(Stored data entries)
....

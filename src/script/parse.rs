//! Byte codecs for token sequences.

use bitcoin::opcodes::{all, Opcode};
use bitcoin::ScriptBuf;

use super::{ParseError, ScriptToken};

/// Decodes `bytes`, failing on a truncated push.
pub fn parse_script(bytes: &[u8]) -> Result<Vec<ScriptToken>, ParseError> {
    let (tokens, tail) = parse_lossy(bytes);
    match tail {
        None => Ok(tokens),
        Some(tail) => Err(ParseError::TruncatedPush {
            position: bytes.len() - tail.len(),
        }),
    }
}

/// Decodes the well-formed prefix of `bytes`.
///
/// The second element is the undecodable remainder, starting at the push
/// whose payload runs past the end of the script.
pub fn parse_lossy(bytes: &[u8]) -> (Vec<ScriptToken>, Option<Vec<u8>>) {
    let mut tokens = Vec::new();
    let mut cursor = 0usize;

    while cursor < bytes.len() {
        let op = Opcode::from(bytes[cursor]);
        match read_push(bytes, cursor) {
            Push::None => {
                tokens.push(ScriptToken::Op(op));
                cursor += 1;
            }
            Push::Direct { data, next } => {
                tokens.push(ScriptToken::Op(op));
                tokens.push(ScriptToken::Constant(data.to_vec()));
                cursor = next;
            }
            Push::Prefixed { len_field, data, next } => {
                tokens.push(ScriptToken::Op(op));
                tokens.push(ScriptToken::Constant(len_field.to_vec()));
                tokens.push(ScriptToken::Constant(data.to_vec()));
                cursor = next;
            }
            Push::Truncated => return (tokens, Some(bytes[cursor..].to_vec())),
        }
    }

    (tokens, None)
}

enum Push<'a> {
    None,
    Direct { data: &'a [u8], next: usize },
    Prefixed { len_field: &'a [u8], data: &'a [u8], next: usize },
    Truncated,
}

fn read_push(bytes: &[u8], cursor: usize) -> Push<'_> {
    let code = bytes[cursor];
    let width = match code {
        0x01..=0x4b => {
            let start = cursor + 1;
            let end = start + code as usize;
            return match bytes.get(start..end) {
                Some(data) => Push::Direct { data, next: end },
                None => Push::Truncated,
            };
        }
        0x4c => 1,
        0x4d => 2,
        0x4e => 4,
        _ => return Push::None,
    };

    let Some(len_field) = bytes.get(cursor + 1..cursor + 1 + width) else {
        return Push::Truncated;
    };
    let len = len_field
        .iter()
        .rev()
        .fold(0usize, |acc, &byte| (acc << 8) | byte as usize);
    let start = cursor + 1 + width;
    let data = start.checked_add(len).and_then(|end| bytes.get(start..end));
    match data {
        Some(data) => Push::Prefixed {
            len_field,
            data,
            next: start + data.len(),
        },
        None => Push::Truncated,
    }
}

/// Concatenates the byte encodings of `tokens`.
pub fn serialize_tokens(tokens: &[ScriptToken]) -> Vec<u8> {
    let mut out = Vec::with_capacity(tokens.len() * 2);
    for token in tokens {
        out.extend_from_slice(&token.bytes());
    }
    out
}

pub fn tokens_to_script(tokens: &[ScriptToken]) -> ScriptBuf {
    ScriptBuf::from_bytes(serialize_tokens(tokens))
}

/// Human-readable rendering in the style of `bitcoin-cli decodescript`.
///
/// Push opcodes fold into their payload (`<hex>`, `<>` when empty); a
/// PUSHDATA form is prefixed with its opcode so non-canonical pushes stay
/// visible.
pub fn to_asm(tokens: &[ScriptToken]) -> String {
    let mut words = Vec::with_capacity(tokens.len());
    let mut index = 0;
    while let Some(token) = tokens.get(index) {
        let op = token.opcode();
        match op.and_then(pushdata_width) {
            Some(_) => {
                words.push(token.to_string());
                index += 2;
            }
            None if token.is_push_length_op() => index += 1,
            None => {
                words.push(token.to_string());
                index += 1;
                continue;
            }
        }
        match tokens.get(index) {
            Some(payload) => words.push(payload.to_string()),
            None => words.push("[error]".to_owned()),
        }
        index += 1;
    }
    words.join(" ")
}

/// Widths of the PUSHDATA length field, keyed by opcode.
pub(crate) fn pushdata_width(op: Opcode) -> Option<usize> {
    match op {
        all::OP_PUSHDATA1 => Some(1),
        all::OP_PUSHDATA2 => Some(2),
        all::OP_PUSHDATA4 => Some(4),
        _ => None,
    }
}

....

**Problem:**
Write out exactly the lines above from the line with "while cursor <" through the line with "fn read_push(bytes: &[u8], cursor: usize)", both of them included, and leave out all other lines.

**Solution for this task:**
    while cursor < bytes.len() {
        let op = Opcode::from(bytes[cursor]);
        match read_push(bytes, cursor) {
            Push::None => {
                tokens.push(ScriptToken::Op(op));
                cursor += 1;
            }
            Push::Direct { data, next } => {
                tokens.push(ScriptToken::Op(op));
                tokens.push(ScriptToken::Constant(data.to_vec()));
                cursor = next;
            }
            Push::Prefixed { len_field, data, next } => {
                tokens.push(ScriptToken::Op(op));
                tokens.push(ScriptToken::Constant(len_field.to_vec()));
                tokens.push(ScriptToken::Constant(data.to_vec()));
                cursor = next;
            }
            Push::Truncated => return (tokens, Some(bytes[cursor..].to_vec())),
        }
    }

    (tokens, None)
}

enum Push<'a> {
    None,
    Direct { data: &'a [u8], next: usize },
    Prefixed { len_field: &'a [u8], data: &'a [u8], next: usize },
    Truncated,
}

fn read_push(bytes: &[u8], cursor: usize) -> Push<'_> {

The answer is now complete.